[Stored data entries]
>>>>
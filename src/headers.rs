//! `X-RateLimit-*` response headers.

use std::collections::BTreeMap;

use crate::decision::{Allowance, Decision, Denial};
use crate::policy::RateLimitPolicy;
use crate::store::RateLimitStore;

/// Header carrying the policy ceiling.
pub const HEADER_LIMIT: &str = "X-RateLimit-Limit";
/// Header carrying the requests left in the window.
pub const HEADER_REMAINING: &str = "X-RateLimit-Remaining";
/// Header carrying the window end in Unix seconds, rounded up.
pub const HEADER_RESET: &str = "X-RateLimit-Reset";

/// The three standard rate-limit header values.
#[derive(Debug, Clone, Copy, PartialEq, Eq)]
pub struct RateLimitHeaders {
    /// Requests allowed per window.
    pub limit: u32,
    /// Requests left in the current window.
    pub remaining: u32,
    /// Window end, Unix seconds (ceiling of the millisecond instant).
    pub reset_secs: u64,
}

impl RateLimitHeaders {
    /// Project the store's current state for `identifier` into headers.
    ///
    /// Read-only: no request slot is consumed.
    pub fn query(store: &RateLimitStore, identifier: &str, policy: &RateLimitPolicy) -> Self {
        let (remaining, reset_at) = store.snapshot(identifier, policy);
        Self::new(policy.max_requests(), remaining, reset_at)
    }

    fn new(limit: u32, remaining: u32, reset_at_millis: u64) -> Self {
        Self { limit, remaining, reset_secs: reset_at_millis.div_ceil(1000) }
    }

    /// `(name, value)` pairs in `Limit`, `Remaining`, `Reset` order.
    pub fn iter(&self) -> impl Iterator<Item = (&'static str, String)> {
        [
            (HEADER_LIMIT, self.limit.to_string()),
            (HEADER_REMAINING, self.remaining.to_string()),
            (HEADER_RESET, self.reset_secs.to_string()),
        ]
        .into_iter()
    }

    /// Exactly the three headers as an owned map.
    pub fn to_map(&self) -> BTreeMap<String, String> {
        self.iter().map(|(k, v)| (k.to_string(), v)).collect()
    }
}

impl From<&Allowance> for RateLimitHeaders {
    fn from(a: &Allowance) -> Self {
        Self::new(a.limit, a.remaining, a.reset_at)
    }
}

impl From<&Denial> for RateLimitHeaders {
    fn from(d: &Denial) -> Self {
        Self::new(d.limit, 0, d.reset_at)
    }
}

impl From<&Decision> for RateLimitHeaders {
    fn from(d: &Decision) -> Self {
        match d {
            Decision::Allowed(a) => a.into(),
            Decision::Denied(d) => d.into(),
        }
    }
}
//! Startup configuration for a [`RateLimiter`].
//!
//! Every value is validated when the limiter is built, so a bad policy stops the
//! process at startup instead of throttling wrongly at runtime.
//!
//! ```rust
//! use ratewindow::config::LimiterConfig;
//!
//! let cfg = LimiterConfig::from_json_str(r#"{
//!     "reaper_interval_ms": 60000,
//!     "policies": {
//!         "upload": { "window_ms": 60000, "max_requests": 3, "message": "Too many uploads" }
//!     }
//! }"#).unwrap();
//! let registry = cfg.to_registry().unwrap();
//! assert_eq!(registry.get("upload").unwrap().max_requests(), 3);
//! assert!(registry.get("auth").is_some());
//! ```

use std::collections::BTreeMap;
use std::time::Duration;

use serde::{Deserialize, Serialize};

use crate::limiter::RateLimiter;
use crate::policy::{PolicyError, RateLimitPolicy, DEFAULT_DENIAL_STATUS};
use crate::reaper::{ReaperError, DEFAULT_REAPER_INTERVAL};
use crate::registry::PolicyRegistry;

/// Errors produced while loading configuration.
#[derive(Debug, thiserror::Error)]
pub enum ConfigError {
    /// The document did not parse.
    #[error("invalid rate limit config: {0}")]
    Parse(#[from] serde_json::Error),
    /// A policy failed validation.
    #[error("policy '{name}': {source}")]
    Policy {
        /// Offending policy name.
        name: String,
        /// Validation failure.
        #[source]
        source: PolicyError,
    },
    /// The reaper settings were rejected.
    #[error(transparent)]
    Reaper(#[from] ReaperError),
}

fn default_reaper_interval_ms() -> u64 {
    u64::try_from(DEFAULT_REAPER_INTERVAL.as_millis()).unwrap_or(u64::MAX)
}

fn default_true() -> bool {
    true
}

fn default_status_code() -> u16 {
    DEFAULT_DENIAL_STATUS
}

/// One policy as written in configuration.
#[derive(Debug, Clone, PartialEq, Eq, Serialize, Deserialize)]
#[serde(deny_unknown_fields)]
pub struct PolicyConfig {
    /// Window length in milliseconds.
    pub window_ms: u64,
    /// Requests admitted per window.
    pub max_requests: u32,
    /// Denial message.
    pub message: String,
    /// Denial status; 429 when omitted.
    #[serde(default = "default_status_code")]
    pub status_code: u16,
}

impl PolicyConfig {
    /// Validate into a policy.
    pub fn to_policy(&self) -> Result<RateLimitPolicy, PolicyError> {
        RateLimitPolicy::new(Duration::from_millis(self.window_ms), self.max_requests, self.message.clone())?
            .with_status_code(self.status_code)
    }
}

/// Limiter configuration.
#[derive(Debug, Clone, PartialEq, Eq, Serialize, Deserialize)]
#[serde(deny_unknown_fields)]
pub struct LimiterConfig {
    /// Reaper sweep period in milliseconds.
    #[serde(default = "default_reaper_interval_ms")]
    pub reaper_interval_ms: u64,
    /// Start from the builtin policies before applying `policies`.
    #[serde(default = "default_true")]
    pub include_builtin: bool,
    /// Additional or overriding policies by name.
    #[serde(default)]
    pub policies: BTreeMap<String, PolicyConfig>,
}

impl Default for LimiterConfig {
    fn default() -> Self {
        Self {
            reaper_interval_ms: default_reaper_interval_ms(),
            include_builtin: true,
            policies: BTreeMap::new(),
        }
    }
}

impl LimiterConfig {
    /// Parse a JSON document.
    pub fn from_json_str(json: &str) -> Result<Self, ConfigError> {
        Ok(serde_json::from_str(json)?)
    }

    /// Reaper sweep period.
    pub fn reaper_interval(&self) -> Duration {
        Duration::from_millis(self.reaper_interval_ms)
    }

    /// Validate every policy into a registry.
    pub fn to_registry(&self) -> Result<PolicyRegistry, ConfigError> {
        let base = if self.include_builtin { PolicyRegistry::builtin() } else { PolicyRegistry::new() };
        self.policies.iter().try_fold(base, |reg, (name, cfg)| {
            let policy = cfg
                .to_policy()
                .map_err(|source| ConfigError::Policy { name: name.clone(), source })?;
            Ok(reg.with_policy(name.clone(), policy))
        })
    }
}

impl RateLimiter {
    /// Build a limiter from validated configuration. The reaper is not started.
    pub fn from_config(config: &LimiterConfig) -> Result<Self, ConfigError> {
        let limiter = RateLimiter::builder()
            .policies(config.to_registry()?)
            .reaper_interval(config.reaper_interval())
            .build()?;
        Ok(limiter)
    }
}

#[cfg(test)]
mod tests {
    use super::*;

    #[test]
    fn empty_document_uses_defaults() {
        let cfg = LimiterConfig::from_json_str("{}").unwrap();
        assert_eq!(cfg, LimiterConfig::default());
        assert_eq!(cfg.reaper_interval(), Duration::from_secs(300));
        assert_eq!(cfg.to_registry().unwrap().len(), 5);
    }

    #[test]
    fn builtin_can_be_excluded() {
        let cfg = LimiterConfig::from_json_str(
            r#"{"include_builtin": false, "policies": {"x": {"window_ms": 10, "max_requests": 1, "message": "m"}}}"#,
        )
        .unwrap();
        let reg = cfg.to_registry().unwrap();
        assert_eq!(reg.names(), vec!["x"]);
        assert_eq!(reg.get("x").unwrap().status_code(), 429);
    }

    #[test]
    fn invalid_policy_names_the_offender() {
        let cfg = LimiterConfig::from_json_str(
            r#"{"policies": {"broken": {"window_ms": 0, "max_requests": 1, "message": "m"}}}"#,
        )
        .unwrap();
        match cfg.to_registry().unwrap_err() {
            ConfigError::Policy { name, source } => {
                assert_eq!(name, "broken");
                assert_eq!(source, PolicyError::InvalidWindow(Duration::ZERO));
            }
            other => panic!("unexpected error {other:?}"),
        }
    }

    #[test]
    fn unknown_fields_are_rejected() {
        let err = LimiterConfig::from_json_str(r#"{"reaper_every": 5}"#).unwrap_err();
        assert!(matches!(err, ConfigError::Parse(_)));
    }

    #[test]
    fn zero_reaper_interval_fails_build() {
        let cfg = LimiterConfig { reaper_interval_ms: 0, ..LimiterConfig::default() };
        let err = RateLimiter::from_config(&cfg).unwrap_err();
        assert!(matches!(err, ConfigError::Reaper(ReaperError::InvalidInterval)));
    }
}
<<<<
### EXERCISE INSTRUCTIONS
Each line that holds the string "validated" is to be copied from the entries above.

### SOLUTION FOR THIS TASK
//! Every value is validated when the limiter is built, so a bad policy stops the
    /// Build a limiter from validated configuration. The reaper is not started.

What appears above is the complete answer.